Fig. 1.

Lack of USF2 in cells affects morphology, proliferation and migration. (A) Representative Western blot analysis of USF2 protein levels in control (scrambled), USF2-deficient (ΔUSF2) and ΔUSF2 MEFs re-expressing a V5-tagged USF2 (ΔUSF2+USF2). (B) Light microscopy images of control, ΔUSF2 and ΔUSF2+USF2 MEFs stained with crystal violet. (C) Real-time proliferation rate of control, ΔUSF2 and ΔUSF2+USF2-MEFs. *significant difference, p ≤ 0.05. (D) Cell cycle distribution of control and ΔUSF2 cells.
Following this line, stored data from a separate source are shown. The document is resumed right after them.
//! Cross-process facilities: named shared memory, a ring buffer over
//! caller-provided memory, and the synchronization primitives in
//! [`sync`].
//!
//! Every named object follows the same ownership rule: the *owner*
//! creates the underlying OS resource and removes it again on drop;
//! *non-owners* only attach to something that already exists and detach
//! on drop. Opening a name nobody owns fails with
//! [`IpcError::ResourceMissing`], which callers may treat as an
//! invitation to retry as owner.

pub mod sync;

mod errors;
#[cfg(target_os = "macos")]
mod fifo;
mod ring_buffer;
mod shared_memory;

pub use errors::{IpcError, OsError};
pub use ring_buffer::{BufferFull, RingBuffer};
pub use shared_memory::SharedMemory;

#[cfg(target_os = "macos")]
pub(crate) use fifo::Fifo;
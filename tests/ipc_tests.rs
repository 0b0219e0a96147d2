#![cfg(unix)]

use lockstep::ipc::sync::{ConditionVariable, RobustMutex};
use lockstep::ipc::{IpcError, RingBuffer, SharedMemory};
use serial_test::serial;
use std::sync::atomic::{AtomicUsize, Ordering};
use std::sync::Arc;
use std::thread;
use std::time::{Duration, Instant};

fn unique_name(prefix: &str) -> String {
    format!("{}_{:08x}", prefix, rand::random::<u32>())
}

#[test]
#[serial]
pub fn shared_memory_round_trip_between_handles() {
    let name = unique_name("ipc_shm");
    let owner = SharedMemory::create(&name, 1024).unwrap();
    unsafe {
        std::ptr::write_bytes(owner.as_ptr(), 0, owner.len());
        *owner.as_ptr() = 7;
    }

    let reader = SharedMemory::open(&name).unwrap();
    assert_eq!(reader.len(), 1024);
    unsafe {
        assert_eq!(*reader.as_ptr(), 7);
    }
}

#[test]
#[serial]
pub fn opening_an_unknown_region_fails_with_resource_missing() {
    match SharedMemory::open(&unique_name("ipc_shm_missing")) {
        Err(IpcError::ResourceMissing) => {}
        other => panic!("unexpected outcome: {:?}", other.map(|_| ()).err()),
    }
}

#[test]
#[serial]
pub fn ring_buffer_in_shared_memory_is_visible_through_both_mappings() {
    let name = unique_name("ipc_ring");
    let owner = SharedMemory::create(&name, 4096).unwrap();
    let mut writer: RingBuffer<u64> =
        unsafe { RingBuffer::attach(owner.as_ptr(), owner.len(), true) };

    let reader_region = SharedMemory::open(&name).unwrap();
    let mut reader: RingBuffer<u64> =
        unsafe { RingBuffer::attach(reader_region.as_ptr(), reader_region.len(), false) };

    writer.push_back(0xDEAD).unwrap();
    writer.push_back(0xBEEF).unwrap();
    assert_eq!(reader.count(), 2);
    assert_eq!(reader.pop_front(), Some(0xDEAD));
    assert_eq!(reader.pop_front(), Some(0xBEEF));
    assert_eq!(writer.count(), 0);
}

#[test]
#[serial]
pub fn mutex_guards_a_shared_counter_across_threads() {
    let name = unique_name("ipc_mutex_counter");
    let mutex = Arc::new(RobustMutex::create(&name).unwrap());
    let counter = Arc::new(AtomicUsize::new(0));

    let mut workers = Vec::new();
    for _ in 0..4 {
        let mutex = Arc::clone(&mutex);
        let counter = Arc::clone(&counter);
        workers.push(thread::spawn(move || {
            for _ in 0..50 {
                let _guard = mutex.scoped().unwrap();
                let seen = counter.load(Ordering::SeqCst);
                thread::yield_now();
                counter.store(seen + 1, Ordering::SeqCst);
            }
        }));
    }
    for worker in workers {
        worker.join().unwrap();
    }
    assert_eq!(counter.load(Ordering::SeqCst), 200);
}

#[test]
#[serial]
pub fn recursive_lock_and_foreign_unlock_are_rejected() {
    let mutex = RobustMutex::create(&unique_name("ipc_mutex_contract")).unwrap();
    mutex.lock().unwrap();
    assert_eq!(mutex.lock(), Err(IpcError::RecursiveLock));

    mutex.unlock().unwrap();
    assert!(matches!(
        mutex.unlock(),
        Err(IpcError::NotOwner) | Err(IpcError::Os(_))
    ));
}

#[test]
#[serial]
pub fn condvar_notify_one_wakes_a_single_waiter() {
    let name = unique_name("ipc_cond_one");
    let mutex = Arc::new(RobustMutex::create(&name).unwrap());
    let cond = Arc::new(ConditionVariable::create(&name).unwrap());
    let notified = Arc::new(AtomicUsize::new(0));

    let waiter = {
        let mutex = Arc::clone(&mutex);
        let cond = Arc::clone(&cond);
        let notified = Arc::clone(&notified);
        thread::spawn(move || {
            let guard = mutex.scoped().unwrap();
            cond.wait(&guard).unwrap();
            notified.fetch_add(1, Ordering::SeqCst);
        })
    };

    thread::sleep(Duration::from_millis(100));
    assert_eq!(notified.load(Ordering::SeqCst), 0);

    // keep signalling until the waiter reports in; a notification sent
    // before the wait began would otherwise be lost
    while notified.load(Ordering::SeqCst) == 0 {
        cond.notify_one().unwrap();
        thread::sleep(Duration::from_millis(10));
    }
    waiter.join().unwrap();
    assert_eq!(notified.load(Ordering::SeqCst), 1);
}

#[test]
#[serial]
pub fn condvar_wait_bounded_times_out() {
    let name = unique_name("ipc_cond_timeout");
    let mutex = RobustMutex::create(&name).unwrap();
    let cond = ConditionVariable::create(&name).unwrap();

    let guard = mutex.scoped().unwrap();
    let started = Instant::now();
    let notified = cond.wait_bounded(&guard, Duration::from_millis(100)).unwrap();
    assert!(!notified);
    assert!(started.elapsed() >= Duration::from_millis(90));
}

#[test]
#[serial]
pub fn condvar_wait_bounded_observes_a_notification() {
    let name = unique_name("ipc_cond_bounded");
    let mutex = Arc::new(RobustMutex::create(&name).unwrap());
    let cond = Arc::new(ConditionVariable::create(&name).unwrap());

    let waiter = {
        let mutex = Arc::clone(&mutex);
        let cond = Arc::clone(&cond);
        thread::spawn(move || {
            let guard = mutex.scoped().unwrap();
            cond.wait_bounded(&guard, Duration::from_millis(1000)).unwrap()
        })
    };

    thread::sleep(Duration::from_millis(150));
    cond.notify_one().unwrap();
    assert!(waiter.join().unwrap());
}

// Two waiters with a 500 ms bound; a broadcast 100 ms in wakes both.
#[test]
#[serial]
pub fn condvar_notify_all_wakes_every_waiter() {
    let name = unique_name("ipc_cond_broadcast");
    let mutex = Arc::new(RobustMutex::create(&name).unwrap());
    let cond = Arc::new(ConditionVariable::create(&name).unwrap());

    let mut waiters = Vec::new();
    for _ in 0..2 {
        let mutex = Arc::clone(&mutex);
        let cond = Arc::clone(&cond);
        waiters.push(thread::spawn(move || {
            let guard = mutex.scoped().unwrap();
            cond.wait_bounded(&guard, Duration::from_millis(500)).unwrap()
        }));
    }

    thread::sleep(Duration::from_millis(100));
    cond.notify_all().unwrap();

    for waiter in waiters {
        assert!(waiter.join().unwrap(), "a waiter timed out");
    }
}

#[test]
#[serial]
pub fn notify_without_waiters_is_harmless() {
    let name = unique_name("ipc_cond_idle");
    let _mutex = RobustMutex::create(&name).unwrap();
    let cond = ConditionVariable::create(&name).unwrap();
    cond.notify_one().unwrap();
    cond.notify_all().unwrap();
}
Histograms display cells in the G1 (blue fraction), S (yellow), and G2/M (green) phase of the cell cycle. (E) Quantification of cell cycle distribution. *significant difference control vs ΔUSF2 cells, p ≤ 0.05. (F, G) Apoptosis in control and ΔUSF2 MEFs was assessed by Annexin-V/P staining, measured by flow cytometry. (H) Real-time cell wound closure analysis of control, ΔUSF2 and ΔUSF2+USF2 MEFs; *significant difference, p ≤ 0.05. (I) Representative images of wound closure of control, ΔUSF2 and ΔUSF2+USF2 MEFs at 0 h, and 16 h after wound introduction. Scale bar 20 μm. (J) Migration was assessed by crystal violet staining and quantified by measuring the absorbance of crystal violet at 595 nm. The OD of ΔUSF2 cells was set to 100%. *significant difference control vs ΔUSF2 cells, **ΔUSF2 cells vs ΔUSF2+USF2 cells, p ≤ 0.05. (K) Representative images of the transwell migration assay. (For interpretation of the references to colour in this figure legend, the reader is referred to the Web version of this article.)